Learn how to make one of the classic Italian long-shaped fresh homemade pasta from scratch. These silky and smooth pappardelle are great with any sauce and you will have a rich, comforting and hearty meal.
Form a wheel with the flour, previously sifted. Add the salt, the EVOO, and break the eggs into the wheel, whisking them with a fork. Incorporate the flour as you whisk. You might need to add a bit of chilled water to make the dough more loosely, but add a bit at a time, otherwise, you will have a mushy dough that will not be easy to adjust to maintain the ratio of flour to eggs.
Alternatively you can use the dough in a stand mixer, even if doing it by end will allow you to feel the dough. Feeling the dough is important to understand the right level of elasticity that will result in a much better quality of fresh pappardelle.

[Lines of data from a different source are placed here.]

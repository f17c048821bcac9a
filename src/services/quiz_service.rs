use std::sync::Arc;

use crate::{
    errors::{AppError, AppResult},
    models::dto::quiz_dto::QuizDto,
    repositories::QuizCatalog,
};

pub struct QuizService {
    catalog: Arc<dyn QuizCatalog>,
}

impl QuizService {
    pub fn new(catalog: Arc<dyn QuizCatalog>) -> Self {
        Self { catalog }
    }

    pub async fn lookup_quiz(&self, theme: &str) -> AppResult<QuizDto> {
        let theme = theme.trim();
        let topic = self
            .catalog
            .find_by_theme(theme)
            .await?
            .ok_or_else(|| AppError::NotFound(format!("No quiz found for theme {}", theme)))?;

        Ok(QuizDto::from(topic))
    }

    pub async fn available_themes(&self) -> AppResult<Vec<String>> {
        self.catalog.list_themes().await
    }
}
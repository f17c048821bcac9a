use std::{
    path::{Path, PathBuf},
    time::{Duration, SystemTime},
};

use uuid::Uuid;

use crate::errors::AppResult;

/// Periodically deletes generated images older than a fixed age.
pub struct ImageRetention {
    dir: PathBuf,
    max_age: Duration,
    interval: Duration,
}

impl ImageRetention {
    pub fn new(dir: PathBuf, max_age: Duration, interval: Duration) -> Self {
        Self {
            dir,
            max_age,
            interval,
        }
    }

    pub fn spawn(self) -> tokio::task::JoinHandle<()> {
        log::info!(
            "Evicting generated images in {} after {}s",
            self.dir.display(),
            self.max_age.as_secs()
        );

        tokio::spawn(async move {
            let mut ticker = tokio::time::interval(self.interval);
            loop {
                ticker.tick().await;
                match sweep_expired(&self.dir, self.max_age, SystemTime::now()).await {
                    Ok(0) => {}
                    Ok(removed) => log::info!("Removed {} expired generated images", removed),
                    Err(e) => log::error!("Image retention sweep failed: {}", e),
                }
            }
        })
    }
}

/// Only `<uuid>.png` files are ours; anything else in the directory is left alone.
fn is_generated_image(path: &Path) -> bool {
    let is_png = path.extension().map(|ext| ext == "png").unwrap_or(false);
    let has_uuid_stem = path
        .file_stem()
        .and_then(|stem| stem.to_str())
        .map(|stem| Uuid::parse_str(stem).is_ok())
        .unwrap_or(false);
    is_png && has_uuid_stem
}

/// Removes generated images last modified more than `max_age` before `now`.
pub async fn sweep_expired(dir: &Path, max_age: Duration, now: SystemTime) -> AppResult<usize> {
    let mut entries = tokio::fs::read_dir(dir).await?;
    let mut removed = 0;

    while let Some(entry) = entries.next_entry().await? {
        let path = entry.path();
        if !is_generated_image(&path) {
            continue;
        }

        let modified = entry.metadata().await?.modified()?;
        let age = now.duration_since(modified).unwrap_or_default();
        if age > max_age {
            match tokio::fs::remove_file(&path).await {
                Ok(()) => removed += 1,
                Err(e) => log::warn!("Could not remove {}: {}", path.display(), e),
            }
        }
    }

    Ok(removed)
}
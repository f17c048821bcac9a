use std::sync::Arc;

use crate::{
    config::Config,
    errors::AppResult,
    inference::{DiffusionParams, HttpImageGenerator, HttpTextGenerator, ImageGenerator, TextGenerator},
    repositories::{QuizCatalog, StaticQuizCatalog},
    services::{image_service::ImageService, quiz_service::QuizService, story_service::StoryService},
};

#[derive(Clone)]
pub struct AppState {
    pub story_service: Arc<StoryService>,
    pub image_service: Arc<ImageService>,
    pub quiz_service: Arc<QuizService>,
    pub config: Arc<Config>,
    text_model: Arc<dyn TextGenerator>,
    image_model: Arc<dyn ImageGenerator>,
}

impl AppState {
    /// Builds the HTTP model clients and loads the quiz catalog.
    pub fn new(config: Config) -> AppResult<Self> {
        let timeout = config.generation_timeout();

        let text_model = Arc::new(HttpTextGenerator::new(
            &config.text_model_url,
            config.inference_api_token.clone(),
            timeout,
        )?);
        let image_model = Arc::new(HttpImageGenerator::new(
            &config.image_model_url,
            config.inference_api_token.clone(),
            timeout,
        )?);
        let catalog = Arc::new(StaticQuizCatalog::load(&config.quiz_data_path)?);

        Ok(Self::with_components(config, text_model, image_model, catalog))
    }

    pub fn with_components(
        config: Config,
        text_model: Arc<dyn TextGenerator>,
        image_model: Arc<dyn ImageGenerator>,
        catalog: Arc<dyn QuizCatalog>,
    ) -> Self {
        let deadline = config.generation_timeout();

        let story_service = Arc::new(StoryService::new(
            Arc::clone(&text_model),
            config.story_iterations,
            config.max_topic_chars,
            deadline,
        ));
        let image_service = Arc::new(ImageService::new(
            Arc::clone(&image_model),
            config.static_dir.clone(),
            DiffusionParams::turbo(config.image_width, config.image_height),
            deadline,
        ));
        let quiz_service = Arc::new(QuizService::new(catalog));

        Self {
            story_service,
            image_service,
            quiz_service,
            config: Arc::new(config),
            text_model,
            image_model,
        }
    }

    /// Checks both models before the server starts accepting requests.
    pub async fn warm_up(&self) -> AppResult<()> {
        self.text_model.warm_up().await?;
        self.image_model.warm_up().await?;
        Ok(())
    }

    pub async fn shutdown(&self) {
        self.text_model.shutdown().await;
        self.image_model.shutdown().await;
    }
}

#[cfg(test)]
mod tests {
    use super::*;
    use crate::{
        errors::AppError,
        inference::{MockImageGenerator, MockTextGenerator},
        test_utils::fixtures::bundled_catalog,
    };

    #[test]
    fn test_app_state_is_cloneable() {
        fn assert_clone<T: Clone>() {}
        assert_clone::<AppState>();
    }

    #[actix_web::test]
    async fn warm_up_and_shutdown_reach_both_models() {
        let mut text = MockTextGenerator::new();
        text.expect_warm_up().times(1).returning(|| Ok(()));
        text.expect_shutdown().times(1).returning(|| ());
        let mut image = MockImageGenerator::new();
        image.expect_warm_up().times(1).returning(|| Ok(()));
        image.expect_shutdown().times(1).returning(|| ());

        let state = AppState::with_components(
            Config::test_config(),
            Arc::new(text),
            Arc::new(image),
            Arc::new(bundled_catalog()),
        );

        state.warm_up().await.unwrap();
        state.shutdown().await;
    }

    #[actix_web::test]
    async fn warm_up_failure_is_reported() {
        let mut text = MockTextGenerator::new();
        text.expect_warm_up()
            .returning(|| Err(AppError::GenerationError("connection refused".into())));
        let image = MockImageGenerator::new();

        let state = AppState::with_components(
            Config::test_config(),
            Arc::new(text),
            Arc::new(image),
            Arc::new(bundled_catalog()),
        );

        assert!(state.warm_up().await.is_err());
    }

    #[test]
    fn new_fails_without_quiz_data() {
        let config = Config {
            quiz_data_path: "missing/quizzes.json".into(),
            ..Config::test_config()
        };
        assert!(AppState::new(config).is_err());
    }
}
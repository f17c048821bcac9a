pub mod quiz_dto;
pub mod request;
pub mod response;
use actix_web::{post, web, HttpRequest, HttpResponse};
use validator::Validate;

use crate::{
    app_state::AppState,
    errors::AppError,
    middleware::get_request_id,
    models::dto::{request::ImageRequest, response::ImageResponse},
};

#[post("/generate_image")]
pub async fn generate_image(
    req: HttpRequest,
    state: web::Data<AppState>,
    request: web::Json<ImageRequest>,
) -> Result<HttpResponse, AppError> {
    request.validate()?;

    let request_id = get_request_id(&req);
    log::info!("[{}] Generating image for {:?}", request_id, request.prompt);

    let image_url = state
        .image_service
        .synthesize_single_image(&request.prompt)
        .await
        .inspect_err(|e| log::error!("[{}] Image generation failed: {}", request_id, e))?;

    Ok(HttpResponse::Ok().json(ImageResponse {
        success: true,
        image_url,
    }))
}
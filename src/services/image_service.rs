use std::{path::PathBuf, sync::Arc, time::Duration};

use base64::Engine;
use uuid::Uuid;

use crate::{
    constants::prompts::render_illustration_prompts,
    errors::{AppError, AppResult},
    inference::{with_deadline, DiffusionParams, ImageGenerator},
};

/// URL prefix under which `static_dir` is served.
pub const STATIC_URL_PREFIX: &str = "/static";

pub const EMPTY_PROMPT_MESSAGE: &str = "Prompt cannot be empty.";

pub struct ImageService {
    generator: Arc<dyn ImageGenerator>,
    static_dir: PathBuf,
    params: DiffusionParams,
    deadline: Duration,
}

impl ImageService {
    pub fn new(
        generator: Arc<dyn ImageGenerator>,
        static_dir: PathBuf,
        params: DiffusionParams,
        deadline: Duration,
    ) -> Self {
        Self {
            generator,
            static_dir,
            params,
            deadline,
        }
    }

    /// Three base64 PNGs illustrating `story`, in framing order.
    ///
    /// A failure on any image discards the whole batch.
    pub async fn synthesize_story_images(&self, story: &str) -> AppResult<Vec<String>> {
        let mut images = Vec::with_capacity(3);

        for prompt in render_illustration_prompts(story) {
            let png = self.render(&prompt).await?;
            images.push(base64::engine::general_purpose::STANDARD.encode(png));
        }

        Ok(images)
    }

    /// Generates one image, stores it under the static directory and returns its URL.
    pub async fn synthesize_single_image(&self, prompt: &str) -> AppResult<String> {
        let prompt = prompt.trim();
        if prompt.is_empty() {
            return Err(AppError::ValidationError(EMPTY_PROMPT_MESSAGE.to_string()));
        }

        let png = self.render(prompt).await?;

        let filename = format!("{}.png", Uuid::new_v4());
        let path = self.static_dir.join(&filename);
        tokio::fs::write(&path, png).await?;

        log::info!("Stored generated image at {}", path.display());
        Ok(format!("{}/{}", STATIC_URL_PREFIX, filename))
    }

    async fn render(&self, prompt: &str) -> AppResult<Vec<u8>> {
        with_deadline(
            self.deadline,
            "Image generation",
            self.generator.generate(prompt, &self.params),
        )
        .await
    }
}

Knead the dough on a floured work surface, until you have a final dough that is smooth and elastic. Cover the dough in a plastic wrap, place it in the refrigerator for 30 minutes.

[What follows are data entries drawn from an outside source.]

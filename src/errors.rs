use actix_web::{http::StatusCode, HttpResponse, ResponseError};
use serde::Serialize;
use thiserror::Error;

#[derive(Debug, Clone, Error)]
pub enum AppError {
    #[error("Not found: {0}")]
    NotFound(String),

    #[error("{0}")]
    ValidationError(String),

    #[error("{0}")]
    GenerationError(String),

    #[error("Timed out: {0}")]
    Timeout(String),

    #[error("Configuration error: {0}")]
    ConfigError(String),

    #[error("Internal server error: {0}")]
    InternalError(String),
}

#[derive(Debug, Serialize)]
pub struct ErrorResponse {
    pub detail: String,
}

impl ResponseError for AppError {
    fn status_code(&self) -> StatusCode {
        match self {
            AppError::NotFound(_) => StatusCode::NOT_FOUND,
            AppError::ValidationError(_) => StatusCode::BAD_REQUEST,
            AppError::GenerationError(_) => StatusCode::INTERNAL_SERVER_ERROR,
            AppError::Timeout(_) => StatusCode::GATEWAY_TIMEOUT,
            AppError::ConfigError(_) => StatusCode::INTERNAL_SERVER_ERROR,
            AppError::InternalError(_) => StatusCode::INTERNAL_SERVER_ERROR,
        }
    }

    fn error_response(&self) -> HttpResponse {
        HttpResponse::build(self.status_code()).json(ErrorResponse {
            detail: self.to_string(),
        })
    }
}

impl From<reqwest::Error> for AppError {
    fn from(err: reqwest::Error) -> Self {
        if err.is_timeout() {
            AppError::Timeout(err.to_string())
        } else {
            AppError::GenerationError(err.to_string())
        }
    }
}
impl From<std::io::Error> for AppError {
    fn from(err: std::io::Error) -> Self {
        AppError::InternalError(format!("I/O error: {}", err))
    }
}
impl From<image::ImageError> for AppError {
    fn from(err: image::ImageError) -> Self {
        AppError::GenerationError(format!("Invalid image data: {}", err))
    }
}
impl From<base64::DecodeError> for AppError {
    fn from(err: base64::DecodeError) -> Self {
        AppError::GenerationError(format!("Base64 decode error: {}", err))
    }
}
impl From<serde_json::Error> for AppError {
    fn from(err: serde_json::Error) -> Self {
        AppError::ConfigError(format!("JSON error: {}", err))
    }
}
impl From<validator::ValidationErrors> for AppError {
    fn from(err: validator::ValidationErrors) -> Self {
        AppError::ValidationError(err.to_string())
    }
}

pub type AppResult<T> = Result<T, AppError>;

#[cfg(test)]
mod tests {
    use super::*;

    #[test]
    fn test_error_status_codes() {
        assert_eq!(
            AppError::NotFound("test".into()).status_code(),
            StatusCode::NOT_FOUND
        );
        assert_eq!(
            AppError::ValidationError("test".into()).status_code(),
            StatusCode::BAD_REQUEST
        );
        assert_eq!(
            AppError::GenerationError("test".into()).status_code(),
            StatusCode::INTERNAL_SERVER_ERROR
        );
        assert_eq!(
            AppError::Timeout("test".into()).status_code(),
            StatusCode::GATEWAY_TIMEOUT
        );
    }

    #[test]
    fn test_error_messages() {
        let err = AppError::NotFound("theme".into());
        assert_eq!(err.to_string(), "Not found: theme");

        // Validation messages are passed to the client verbatim.
        let err = AppError::ValidationError("Prompt cannot be empty.".into());
        assert_eq!(err.to_string(), "Prompt cannot be empty.");
    }

    #[actix_web::test]
    async fn test_error_response_carries_detail() {
        let err = AppError::GenerationError("out of memory".into());
        let resp = err.error_response();
        assert_eq!(resp.status(), StatusCode::INTERNAL_SERVER_ERROR);

        let body = actix_web::body::to_bytes(resp.into_body()).await.unwrap();
        let json: serde_json::Value = serde_json::from_slice(&body).unwrap();
        assert_eq!(json["detail"], "out of memory");
    }
}
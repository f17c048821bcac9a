//! Client for a text-generation-inference style `/generate` endpoint.

use std::time::{Duration, Instant};

use async_trait::async_trait;
use secrecy::{ExposeSecret, SecretString};
use serde::{Deserialize, Serialize};

use super::{SamplingParams, TextGenerator};
use crate::errors::{AppError, AppResult};

#[derive(Serialize, Debug)]
struct GenerateRequest<'a> {
    inputs: &'a str,
    parameters: GenerateParameters<'a>,
}

#[derive(Serialize, Debug)]
struct GenerateParameters<'a> {
    #[serde(flatten)]
    sampling: &'a SamplingParams,
    /// Always null: an over-long prompt must fail instead of being cut.
    truncate: Option<u32>,
}

#[derive(Deserialize, Debug)]
struct Generation {
    generated_text: String,
}

/// Hosted endpoints answer with a list, self-hosted servers with a single object.
#[derive(Deserialize, Debug)]
#[serde(untagged)]
enum GenerateResponse {
    Single(Generation),
    Batch(Vec<Generation>),
}

impl GenerateResponse {
    fn into_text(self) -> Option<String> {
        match self {
            GenerateResponse::Single(g) => Some(g.generated_text),
            GenerateResponse::Batch(items) => items.into_iter().next().map(|g| g.generated_text),
        }
    }
}

pub struct HttpTextGenerator {
    base_url: String,
    api_token: Option<SecretString>,
    client: reqwest::Client,
}

impl HttpTextGenerator {
    pub fn new(
        base_url: &str,
        api_token: Option<SecretString>,
        timeout: Duration,
    ) -> AppResult<Self> {
        let client = reqwest::Client::builder()
            .timeout(timeout)
            .build()
            .map_err(|e| AppError::ConfigError(format!("Failed to create HTTP client: {}", e)))?;

        Ok(Self {
            base_url: base_url.trim_end_matches('/').to_string(),
            api_token,
            client,
        })
    }

    fn authorize(&self, request: reqwest::RequestBuilder) -> reqwest::RequestBuilder {
        match &self.api_token {
            Some(token) => request.bearer_auth(token.expose_secret()),
            None => request,
        }
    }
}

#[async_trait]
impl TextGenerator for HttpTextGenerator {
    async fn generate(&self, prompt: &str, params: &SamplingParams) -> AppResult<String> {
        let request = GenerateRequest {
            inputs: prompt,
            parameters: GenerateParameters {
                sampling: params,
                truncate: None,
            },
        };

        let started = Instant::now();
        let response = self
            .authorize(self.client.post(format!("{}/generate", self.base_url)))
            .json(&request)
            .send()
            .await?;

        if !response.status().is_success() {
            let status = response.status();
            let body = response.text().await.unwrap_or_default();
            return Err(AppError::GenerationError(format!(
                "Text model returned {}: {}",
                status, body
            )));
        }

        let text = response
            .json::<GenerateResponse>()
            .await
            .map_err(|e| AppError::GenerationError(format!("Malformed text model output: {}", e)))?
            .into_text()
            .ok_or_else(|| AppError::GenerationError("Text model returned no output".into()))?;

        log::debug!(
            "Generated {} chars in {:.1}s",
            text.len(),
            started.elapsed().as_secs_f64()
        );
        Ok(text)
    }

    async fn warm_up(&self) -> AppResult<()> {
        let response = self
            .authorize(self.client.get(format!("{}/health", self.base_url)))
            .send()
            .await?;

        if response.status().is_success() {
            log::info!("Text model at {} is ready", self.base_url);
            Ok(())
        } else {
            Err(AppError::GenerationError(format!(
                "Text model health check returned {}",
                response.status()
            )))
        }
    }

    async fn shutdown(&self) {
        log::info!("Releasing text model client for {}", self.base_url);
    }
}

STEP 2: ROLL OUT THE DOUGH
Remove the dough from the refrigerator, divide it into 4 parts and cover them with a linen towel to prevent your dough to dry.
With a rolling pin well-floured, start by rolling each piece from the center to the outer part on a floured countertop. When it reaches around 1/8 inch of thickness, you are then ready to roll the cut the pasta sheet you just obtained into pappardelle.
STEP 3: CUTTING THE ROLLED PASTA DOUGH INTO PAPPARDELLE
At this point I use a pasta machine and pass the dough through its rollers. I use the thickness of 0 at first, then I pass it to more times into thinner thickness. I usually proceed from 0 to 2, then 3, then 4 and then 6. By doing this, you will obtain the lasagna, which is a wide stripe of pasta. You will know it is the right thickness when you will see clearly the shadow of your hands if you will elevate your sheet against the window.
Do not cover the long sheet, so that the moist surface will dry slightly before cutting it, resulting in a neat cut. Now you can cut the pappardelle. Fold the dough into half, by rolling the dough from the longest side. Then fold it in half again. At this point with a sharp knife cut the fettuccine 3/4 to 1 inch wide.
Once you have cut the sheet, you will need to open the pappardelle and make some nice nest. Place them on a lightly floured surface, better if it is a wooden-board. I insist on the importance of a well-floured counter-top, rolling pin and wooden board to avoid the pasta to stick to any of these surfaces.
STEP 4: COOK THE PAPPARDELLE PASTA
Bring to boil a pot of water. Add salt when the pasta is at roaring boil. Add the pasta and cook it for 5 minutes. Using a pasta drainer, drain the fresh homemade pappardelle pasta into the pot where you have your favorite sauce.
Notes
You can use all-purpose flour. Durum-wheat flour gives a better tenure during the cooking.
Add the water carefully, otherwise, you will have to review the ratio of flour to eggs.
Use a wooden rolling pin, well-floured, it will prevent the dough to stick to it while you are rolling it out.
This recipe yields 1 pound of pasta, ideal for 4 servings as a main course or for 6 serving as first serving.